Exploration of dilated cardiomyopathy for biomarkers and immune microenvironment: evidence from RNA-seq

BACKGROUND: The pathogenic mechanism of dilated cardiomyopathy (DCM) remains to be defined. This study aimed to identify hub genes and immune cells that could serve as potential therapeutic targets for DCM. METHODS: We downloaded four datasets from the Gene Expression Omnibus (GEO) database: GSE141910, GSE3585, GSE42955 and GSE79962. Weighted gene coexpression network analysis (WGCNA) and differential expression analysis were performed to identify gene panels related to DCM. Meanwhile, the CIBERSORT algorithm was used to estimate the immune cells in DCM tissues. Multiple machine learning approaches were used to screen the hub genes and immune cells.

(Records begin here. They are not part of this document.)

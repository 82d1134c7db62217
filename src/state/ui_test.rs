use super::*;

#[test]
fn ui_state_default_is_light_mode() {
    let state = UiState::default();
    assert!(!state.dark_mode);
}

#[test]
fn ui_state_default_backend_is_unknown() {
    let state = UiState::default();
    assert_eq!(state.backend, BackendStatus::Unknown);
}

#[test]
fn backend_status_variants_are_distinct() {
    assert_ne!(BackendStatus::Unknown, BackendStatus::Online);
    assert_ne!(BackendStatus::Unknown, BackendStatus::Offline);
    assert_ne!(BackendStatus::Online, BackendStatus::Offline);
}
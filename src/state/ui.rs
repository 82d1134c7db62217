//! UI state for theme and backend reachability.

#[cfg(test)]
#[path = "ui_test.rs"]
mod ui_test;

/// Shared UI chrome state.
#[derive(Clone, Debug, Default)]
pub struct UiState {
    pub dark_mode: bool,
    pub backend: BackendStatus,
}

/// Last observed result of the backend health probe.
#[derive(Clone, Copy, Debug, Default, PartialEq, Eq)]
pub enum BackendStatus {
    /// No probe has completed yet.
    #[default]
    Unknown,
    Online,
    Offline,
}
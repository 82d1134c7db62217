//! Sidebar history of recently generated kits.

use leptos::prelude::*;

use crate::state::kit::KitState;
use crate::state::recent::RecentState;

/// Recent-kit list; clicking an entry reloads that kit from the backend.
///
/// The list is summary-only — the full kit is fetched on click, and the
/// backend stays the source of truth for history.
#[component]
pub fn RecentList(on_load: Callback<i64>) -> impl IntoView {
    let recent = expect_context::<RwSignal<RecentState>>();
    let kit_state = expect_context::<RwSignal<KitState>>();

    view! {
        <aside class="recent-list">
            <h3 class="recent-list__title">"Recent kits"</h3>
            {move || {
                let state = recent.get();
                if state.loading {
                    return view! { <p class="recent-list__empty">"Loading..."</p> }.into_any();
                }
                if state.items.is_empty() {
                    return view! { <p class="recent-list__empty">"No kits yet"</p> }.into_any();
                }

                let disabled = kit_state.get().loading;
                state
                    .items
                    .into_iter()
                    .map(|item| {
                        let id = item.id;
                        view! {
                            <button
                                class="recent-list__item"
                                on:click=move |_| on_load.run(id)
                                disabled=disabled
                            >
                                <span class="recent-list__topic">{item.topic}</span>
                                <span class="recent-list__meta">
                                    {format!("{} · {}", item.tone, item.language)}
                                </span>
                                <span class="recent-list__date">{item.created_at}</span>
                            </button>
                        }
                    })
                    .collect::<Vec<_>>()
                    .into_any()
            }}
        </aside>
    }
}
//! Active-kit state and the regenerate reconciliation policy.
//!
//! DESIGN
//! ======
//! Regeneration responses from the backend can be partial or degraded.
//! Reconciliation never overwrites good content with empty or unusable
//! data: the kit accumulates the best version seen so far per section.
//! An empty coercion result is "no new data", not "clear the field".

#[cfg(test)]
#[path = "kit_test.rs"]
mod kit_test;

use serde_json::Value;

use crate::net::coerce;
use crate::net::types::{Kit, RegenerateOutcome};

/// State for the active kit and in-flight request tracking.
#[derive(Clone, Debug, Default)]
pub struct KitState {
    /// The current kit; replaced wholesale by generate and load-by-id.
    pub kit: Option<Kit>,
    /// Global in-flight flag. User-triggered operations are serialized from
    /// the UI's perspective by disabling controls while this is set; it is
    /// best-effort, not a hard lock.
    pub loading: bool,
    /// Section currently being regenerated, for per-card button labels.
    pub busy_section: Option<String>,
}

/// Merge a regenerate response into the kit.
///
/// An error outcome overwrites the diagnostic fields and leaves every
/// content field untouched, so a failed regenerate never destroys prior
/// content. A success outcome updates only the named section, per
/// [`apply_section`].
pub fn apply_regenerated(kit: &mut Kit, outcome: &RegenerateOutcome) {
    if let Some(error) = &outcome.error {
        kit.error = Some(error.clone());
        kit.raw = outcome.raw.clone();
        kit.fixed = outcome.fixed.clone();
        kit.hint = outcome.hint.clone();
        return;
    }

    let Some(section) = outcome.section.as_deref() else {
        return;
    };
    apply_section(kit, section, &outcome.value);
}

/// Apply a regenerated `value` to one named section of the kit.
///
/// List sections and plain-string sections keep their previous value when
/// the coercion yields nothing; the thumbnail merge is per-field. Applied
/// values are stored in canonical shape so the export payload and the
/// `{section, kit}` round-trip stay well-formed. Unrecognized section names
/// change nothing.
pub fn apply_section(kit: &mut Kit, section: &str, value: &Value) {
    match section {
        "hooks" | "titles" | "tags" => {
            let list = coerce::to_string_list(value);
            if list.is_empty() {
                return;
            }
            let canonical = Value::from(list);
            match section {
                "hooks" => kit.hooks = canonical,
                "titles" => kit.titles = canonical,
                _ => kit.tags = canonical,
            }
        }
        "shorts" => {
            let list = coerce::to_shorts_list(value);
            if list.is_empty() {
                return;
            }
            if let Ok(canonical) = serde_json::to_value(list) {
                kit.shorts = canonical;
            }
        }
        "thumbnail" => {
            let previous = coerce::to_thumbnail(&kit.thumbnail);
            let next = coerce::normalize_thumbnail(value, &previous);
            kit.thumbnail = serde_json::json!({ "text": next.text, "prompt": next.prompt });
        }
        "script" => {
            if let Some(text) = coerce::pick_non_empty_string(value) {
                kit.script = Value::String(text);
            }
        }
        "description" => {
            if let Some(text) = coerce::pick_non_empty_string(value) {
                kit.description = Value::String(text);
            }
        }
        _ => {}
    }
}
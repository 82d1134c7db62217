use super::*;

#[test]
fn file_name_replaces_spaces_with_underscores() {
    assert_eq!(export_file_name("lost cities"), "lost_cities_kit.txt");
}

#[test]
fn file_name_drops_unsafe_characters() {
    assert_eq!(export_file_name("why? how! 100%"), "why_how_100_kit.txt");
}

#[test]
fn file_name_truncates_long_topics() {
    let long = "a".repeat(64);
    assert_eq!(export_file_name(&long), format!("{}_kit.txt", "a".repeat(30)));
}

#[test]
fn file_name_falls_back_when_nothing_survives() {
    assert_eq!(export_file_name("???"), "kit.txt");
    assert_eq!(export_file_name(""), "kit.txt");
}

#[test]
fn file_name_trims_edge_whitespace_before_joining() {
    assert_eq!(export_file_name("  deep sea  "), "deep_sea_kit.txt");
}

Finally, the diagnostic value of the hub genes was assessed by receiver operating characteristic (ROC) analysis. An experimental mouse model of dilated cardiomyopathy was used to validate the bioinformatics results. RESULTS: FRZB and EXT1 were identified as hub biomarkers, and the ROC curves suggested an excellent diagnostic ability of the above genes for DCM. In addition, naive B cells were upregulated in DCM tissues, while eosinophils, M2 macrophages, and memory CD4 T cells were downregulated in DCM tissues. The increase in two hub genes and naive B cells was validated in animal experiments. CONCLUSION: These results indicated that FRZB and EXT1 could be used as promising biomarkers, and eosinophils, M2 macrophages, resting memory CD4 T cells and naive B cells may also affect the occurrence of DCM. SUPPLEMENTARY INFORMATION: The online version contains supplementary material available at 10.1186/s12872-022-02759-7.